When I began the studies of technicians that eventually became Talking about Machines, I quickly discovered that most of what my colleagues and I had been told by the corporation about technicians’ activities was at best incomplete and frequently just wrong. There were many ways in which management decisions about technicians were clearly uninformed by an understanding of their work, usually to the detriment of that work. I assumed, with a naivete that I now find astonishing, that management would be eager to mend their ways and begin contributing to technicians’ work, rather than interfering, once I told them how little they knew and how much damage their ignorance caused. They were not eager and they did not change.

While it is entirely possible that I was something less than perfectly diplomatic about conveying this information to various managers, nevertheless there is something else going on here, and I do not know what. Part of the problem is that no one has yet made visible the work of managers. Obviously most of us have encountered managers of one or more varieties in the course of our research and observed their actions with reference to the subjects of our studies, but we have not studied their work, and we do not know why they seem so little interested in the work they manage.

I have speculated on this at some length, and I shall not do so here, but the disinterest with which management greets new visibility of the work they manage suggests that we should not be thinking of managers as our primary audience, even if they do pay for the work or even commission it.

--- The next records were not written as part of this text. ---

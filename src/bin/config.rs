//! easicam-config - configuration editor for the EasiCamera launcher

use clap::Parser;

use easicam::cli::{Cli, Commands};
use easicam::commands;

fn main() {
    let cli = Cli::parse();

    let result = match cli.command {
        Commands::Scan(args) => commands::scan::run(&cli.config, args),
        Commands::Select(args) => commands::select::run(&cli.config, args),
        Commands::Set(args) => commands::set::run(&cli.config, args),
        Commands::Show => commands::show::run(&cli.config),
        Commands::Version => commands::version::run(),
    };

    if let Err(e) = result {
        eprintln!("Error: {}", e);
        std::process::exit(1);
    }
}
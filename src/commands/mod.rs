//! Command implementations for the configuration editor

pub mod scan;
pub mod select;
pub mod set;
pub mod show;
pub mod version;

use std::path::{Path, PathBuf};

use console::Style;

use crate::config::Configuration;
use crate::error::{LauncherError, Result};

/// Stock install location of the EasiCamera product
pub const DEFAULT_INSTALL_ROOT: &str = "C:\\Program Files (x86)\\Seewo\\EasiCamera";

/// Load the existing configuration for editing, treating an absent file as a
/// normal first run. A malformed file is reported and replaced with a fresh
/// record so the editor can repair it by saving.
fn load_or_fresh(config_path: &Path) -> Result<Configuration> {
    match Configuration::load(config_path) {
        Ok(config) => Ok(config),
        Err(LauncherError::ConfigMissing { .. }) => Ok(Configuration::default()),
        Err(LauncherError::ConfigMalformed { .. }) => {
            println!(
                "{}",
                Style::new()
                    .yellow()
                    .apply_to("Existing configuration is malformed; starting fresh")
            );
            Ok(Configuration::default())
        }
        Err(err) => Err(err),
    }
}

/// Resolve the install root to operate on: explicit argument, then the
/// configured root, then the stock location.
fn resolve_root(arg: Option<PathBuf>, config: &Configuration) -> PathBuf {
    arg.unwrap_or_else(|| {
        config
            .install_root
            .as_ref()
            .map_or_else(|| PathBuf::from(DEFAULT_INSTALL_ROOT), PathBuf::from)
    })
}

/// Canonical form of the root for persisting, without Windows `\\?\` noise.
/// Falls back to the path as given when canonicalization fails.
fn canonical_root(root: &Path) -> String {
    dunce::canonicalize(root)
        .unwrap_or_else(|_| root.to_path_buf())
        .display()
        .to_string()
}

#[cfg(test)]
mod tests {
    use super::*;
    use tempfile::TempDir;

    #[test]
    fn test_resolve_root_prefers_argument() {
        let config = Configuration {
            install_root: Some("/configured".to_string()),
            ..Configuration::default()
        };
        let root = resolve_root(Some(PathBuf::from("/explicit")), &config);
        assert_eq!(root, PathBuf::from("/explicit"));
    }

    #[test]
    fn test_resolve_root_falls_back_to_configured() {
        let config = Configuration {
            install_root: Some("/configured".to_string()),
            ..Configuration::default()
        };
        assert_eq!(resolve_root(None, &config), PathBuf::from("/configured"));
    }

    #[test]
    fn test_resolve_root_defaults_to_stock_location() {
        let root = resolve_root(None, &Configuration::default());
        assert_eq!(root, PathBuf::from(DEFAULT_INSTALL_ROOT));
    }

    #[test]
    fn test_load_or_fresh_missing_file_is_first_run() {
        let temp = TempDir::new().unwrap();
        let config = load_or_fresh(&temp.path().join("config.xml")).unwrap();
        assert_eq!(config, Configuration::default());
    }

    #[test]
    fn test_load_or_fresh_malformed_file_starts_fresh() {
        let temp = TempDir::new().unwrap();
        let path = temp.path().join("config.xml");
        std::fs::write(&path, "<Configuration><InstallPath></Oops></Configuration>").unwrap();
        let config = load_or_fresh(&path).unwrap();
        assert_eq!(config, Configuration::default());
    }
}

We could be devoted to our disciplines. We can do the research for ourselves; it is fun, and it makes for amusing papers. Ultimately, I think my goal is political. I think we must be doing it so that how work gets done does not get completely deleted from the discourse of our times. Contesting the ahistoric narratives of millennial capitalism requires a different version of events, we may hope a truer version of events, from that told in Forbes, Business Week, the Wall Street Journal and others of that ilk, and while at times it appears that the contest is hardly occurring at all, and certainly no great progress is being made, I think we go on writing, making work visible, in the hopes that some day the material will be useful in changing the social and political discourses of work and industry in our world.